[Stored items]

#![forbid(unsafe_code)]

use std::sync::Arc;

use huddle_domain::{ChatMessage, ClanTag, HexColor, Ipid, RoomName, UserRecord};
use huddle_util::secret::SecretString;

use crate::error::AuthError;
use crate::store::credentials::{CredentialStore, unused_ipid};
use crate::store::hasher::{Argon2Hasher, CredentialHasher};
use crate::store::messages::MessageLog;
use crate::store::moderation::{ModerationConfig, RoomRemoval};
use crate::store::persist::read_json_if_exists;
use crate::store::{DataLayout, init_data_dir};

fn fast_hasher() -> Arc<dyn CredentialHasher> {
	Arc::new(Argon2Hasher::with_params(8, 1, 1).expect("argon2 params"))
}

#[tokio::test]
async fn duplicate_registration_is_rejected_and_original_password_still_works() {
	let dir = tempfile::tempdir().expect("tempdir");
	let store = CredentialStore::load(dir.path().join("users.json"), fast_hasher())
		.await
		.expect("load");

	let alice = store.register("alice", "secret1").await.expect("register");
	assert_eq!(alice.username, "alice");
	assert_eq!(alice.ipid.as_str().split('.').count(), 4);

	let err = store.register("alice", "other").await.expect_err("duplicate");
	assert!(matches!(err, AuthError::UserExists));
	assert_eq!(err.to_string(), "user already exists");

	let authed = store.authenticate("alice", "secret1").await.expect("login");
	assert_eq!(authed.ipid, alice.ipid);
	assert!(matches!(
		store.authenticate("alice", "other").await,
		Err(AuthError::InvalidCredentials)
	));
}

#[tokio::test]
async fn unknown_user_and_wrong_password_fail_the_same_way() {
	let dir = tempfile::tempdir().expect("tempdir");
	let store = CredentialStore::load(dir.path().join("users.json"), fast_hasher())
		.await
		.expect("load");
	store.register("bob", "pw").await.expect("register");

	let unknown = store.authenticate("nobody", "pw").await.expect_err("unknown");
	let wrong = store.authenticate("bob", "nope").await.expect_err("wrong");
	assert_eq!(unknown.to_string(), wrong.to_string());
}

#[tokio::test]
async fn concurrent_registrations_for_one_name_admit_exactly_one() {
	let dir = tempfile::tempdir().expect("tempdir");
	let store = Arc::new(
		CredentialStore::load(dir.path().join("users.json"), fast_hasher())
			.await
			.expect("load"),
	);

	let mut tasks = Vec::new();
	for i in 0..8 {
		let store = Arc::clone(&store);
		tasks.push(tokio::spawn(async move { store.register("carol", &format!("pw{i}")).await }));
	}

	let mut ok = 0;
	for t in tasks {
		match t.await.expect("join") {
			Ok(_) => ok += 1,
			Err(AuthError::UserExists) => {}
			Err(other) => panic!("unexpected error: {other:?}"),
		}
	}
	assert_eq!(ok, 1);
	assert_eq!(store.len().await, 1);

	let persisted: Vec<UserRecord> = read_json_if_exists(store.path())
		.await
		.expect("read")
		.expect("exists");
	assert_eq!(persisted.len(), 1);
}

#[tokio::test]
async fn failed_registration_write_rolls_back_memory() {
	let dir = tempfile::tempdir().expect("tempdir");
	let users_path = dir.path().join("users.json");
	let store = CredentialStore::load(&users_path, fast_hasher()).await.expect("load");

	// A directory in place of the users file makes the rename fail.
	std::fs::create_dir_all(&users_path).expect("mkdir");

	let err = store.register("dave", "pw").await.expect_err("write must fail");
	assert!(matches!(err, AuthError::Persistence(_)));
	assert!(store.get("dave").await.is_none());
	assert_eq!(store.len().await, 0);
}

#[tokio::test]
async fn user_edits_are_persisted_and_reloaded() {
	let dir = tempfile::tempdir().expect("tempdir");
	let path = dir.path().join("users.json");
	let store = CredentialStore::load(&path, fast_hasher()).await.expect("load");
	let erin = store.register("erin", "pw").await.expect("register");

	let tag = ClanTag::new("AB").expect("tag");
	assert_eq!(store.set_display_name("erin", "Erin W").await.as_deref(), Some("erin"));
	assert!(store.set_admin("erin").await);
	assert!(store.add_clan(&erin.ipid, &tag).await.expect("found").changed);
	assert!(!store.add_clan(&erin.ipid, &tag).await.expect("found").changed);
	assert!(store.add_clan(&Ipid::new("9.9.9.9").expect("ipid"), &tag).await.is_none());

	let reloaded = CredentialStore::load(&path, fast_hasher()).await.expect("reload");
	let rec = reloaded.get("erin").await.expect("record");
	assert_eq!(rec.display_name.as_deref(), Some("Erin W"));
	assert!(rec.is_admin);
	assert_eq!(rec.clans, vec![tag.clone()]);
	assert_eq!(reloaded.find_by_name("Erin W").await.map(|u| u.username), Some("erin".to_string()));
	assert_eq!(reloaded.members_of(&tag).await.len(), 1);

	let removed = reloaded.remove_clan(&erin.ipid, &tag).await.expect("found");
	assert_eq!(removed.username, "erin");
	assert!(removed.changed);
}

#[tokio::test]
async fn appended_message_round_trips_through_history_and_disk() {
	let dir = tempfile::tempdir().expect("tempdir");
	let log = MessageLog::load(dir.path().join("messages")).await.expect("load");

	let room = RoomName::new("dev").expect("room");
	let user = UserRecord::new("alice", "h", Ipid::new("1.2.3.4").expect("ipid"));
	let msg = ChatMessage::from_user(&user, "alice".to_string(), "hello", room.clone());

	let mut published = Vec::new();
	log.append_then(msg.clone(), |m| published.push(m.content.clone())).await;
	assert_eq!(published, vec!["hello".to_string()]);
	assert_eq!(log.history(&room).await, vec![msg.clone()]);
	assert!(log.history(&RoomName::general()).await.is_empty());

	let reloaded = MessageLog::load(dir.path().join("messages")).await.expect("reload");
	assert_eq!(reloaded.history(&room).await, vec![msg]);
}

#[tokio::test]
async fn message_log_skips_files_that_are_not_rooms() {
	let dir = tempfile::tempdir().expect("tempdir");
	let messages = dir.path().join("messages");
	std::fs::create_dir_all(&messages).expect("mkdir");
	std::fs::write(messages.join("not a room.json"), "[]").expect("write");
	std::fs::write(messages.join("broken.json"), "{").expect("write");
	std::fs::write(messages.join("general.json"), "[]").expect("write");

	let log = MessageLog::load(&messages).await.expect("load");
	assert!(log.history(&RoomName::general()).await.is_empty());
}

#[tokio::test]
async fn banning_twice_leaves_one_entry() {
	let dir = tempfile::tempdir().expect("tempdir");
	let path = dir.path().join("moderation.json");
	let cfg = ModerationConfig::load_or_create(&path, None).await.expect("load");

	let ipid = Ipid::new("10.0.0.1").expect("ipid");
	assert!(cfg.ban(&ipid).await);
	assert!(!cfg.ban(&ipid).await);
	assert!(cfg.is_banned(&ipid).await);

	let raw: serde_json::Value = read_json_if_exists(&path).await.expect("read").expect("exists");
	assert_eq!(raw["banned_ip_ids"], serde_json::json!(["10.0.0.1"]));

	assert!(cfg.unban(&ipid).await);
	assert!(!cfg.unban(&ipid).await);
	assert!(!cfg.is_banned(&ipid).await);
}

#[tokio::test]
async fn rooms_default_room_is_protected_and_duplicates_are_noops() {
	let dir = tempfile::tempdir().expect("tempdir");
	let cfg = ModerationConfig::load_or_create(dir.path().join("moderation.json"), None)
		.await
		.expect("load");

	assert_eq!(cfg.rooms().await, vec![RoomName::general()]);
	let tmp = RoomName::new("tmp").expect("room");
	assert!(cfg.add_room(tmp.clone()).await);
	assert!(!cfg.add_room(tmp.clone()).await);
	assert_eq!(cfg.rooms().await.len(), 2);

	assert_eq!(cfg.remove_room(&RoomName::general()).await, RoomRemoval::Protected);
	assert_eq!(cfg.remove_room(&tmp).await, RoomRemoval::Removed);
	assert_eq!(cfg.remove_room(&tmp).await, RoomRemoval::Missing);
	assert!(cfg.room_exists(&RoomName::general()).await);
}

#[tokio::test]
async fn admin_secret_defaults_and_can_be_seeded() {
	let dir = tempfile::tempdir().expect("tempdir");
	let path = dir.path().join("moderation.json");

	let cfg = ModerationConfig::load_or_create(&path, None).await.expect("load");
	assert!(cfg.admin_secret_matches("admin").await);
	assert!(!cfg.admin_secret_matches("Admin").await);

	let seeded = ModerationConfig::load_or_create(&path, Some(&SecretString::new("s3cret")))
		.await
		.expect("reload");
	assert!(seeded.admin_secret_matches("s3cret").await);
	assert!(!seeded.admin_secret_matches("admin").await);
}

#[tokio::test]
async fn clan_colors_survive_reload() {
	let dir = tempfile::tempdir().expect("tempdir");
	let path = dir.path().join("moderation.json");
	let cfg = ModerationConfig::load_or_create(&path, None).await.expect("load");

	let tag = ClanTag::new("X").expect("tag");
	assert!(cfg.clans().await.is_empty());
	cfg.set_clan(tag.clone(), HexColor::new("#00FF00").expect("color")).await;
	cfg.set_clan(tag.clone(), HexColor::new("#0000FF").expect("color")).await;

	let reloaded = ModerationConfig::load_or_create(&path, None).await.expect("reload");
	let clans = reloaded.clans().await;
	assert_eq!(clans.len(), 1);
	assert_eq!(clans.get(&tag).map(HexColor::as_str), Some("#0000FF"));
}

#[tokio::test]
async fn init_creates_skeleton_once() {
	let dir = tempfile::tempdir().expect("tempdir");
	let layout = DataLayout::new(dir.path().join("data"));

	let created = init_data_dir(&layout, None).await.expect("init");
	assert_eq!(created.len(), 3);
	assert!(layout.users_file().is_file());
	assert!(layout.moderation_file().is_file());
	assert!(layout.messages_dir().join("general.json").is_file());

	let again = init_data_dir(&layout, None).await.expect("init again");
	assert!(again.is_empty());
}

#[test]
fn generated_ipids_skip_the_system_sentinel_and_taken_ones() {
	let taken = Ipid::new("1.2.3.4").expect("ipid");
	let mut users = std::collections::BTreeMap::new();
	users.insert("alice".to_string(), UserRecord::new("alice", "h", taken.clone()));

	let mut draws = vec![Ipid::system(), taken, Ipid::new("5.6.7.8").expect("ipid")].into_iter();
	let ipid = unused_ipid(&users, || draws.next().expect("a fresh candidate"));
	assert_eq!(ipid.as_str(), "5.6.7.8");
	assert_eq!(draws.next(), None);
}

#[tokio::test]
async fn room_removal_waits_for_work_running_in_that_room() {
	let dir = tempfile::tempdir().expect("tempdir");
	let cfg = Arc::new(
		ModerationConfig::load_or_create(dir.path().join("moderation.json"), None)
			.await
			.expect("load"),
	);
	let dev = RoomName::new("dev").expect("room");
	assert!(cfg.add_room(dev.clone()).await);

	let (started_tx, started_rx) = tokio::sync::oneshot::channel();
	let (release_tx, release_rx) = tokio::sync::oneshot::channel::<()>();
	let held = tokio::spawn({
		let cfg = Arc::clone(&cfg);
		let dev = dev.clone();
		async move {
			cfg.while_room_exists(&dev, move || async move {
				let _ = started_tx.send(());
				let _ = release_rx.await;
				"appended"
			})
			.await
		}
	});
	started_rx.await.expect("work started");

	let remover = tokio::spawn({
		let cfg = Arc::clone(&cfg);
		let dev = dev.clone();
		async move { cfg.remove_room(&dev).await }
	});
	tokio::time::sleep(std::time::Duration::from_millis(50)).await;
	assert!(!remover.is_finished());

	release_tx.send(()).expect("release");
	assert_eq!(held.await.expect("held task"), Some("appended"));
	assert_eq!(remover.await.expect("remover task"), RoomRemoval::Removed);
	assert_eq!(cfg.while_room_exists(&dev, || async {}).await, None);
}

Task brief » Working through the entries above, copy every line in which "again" is found.

Result »
	let again = init_data_dir(&layout, None).await.expect("init again");
	assert!(again.is_empty());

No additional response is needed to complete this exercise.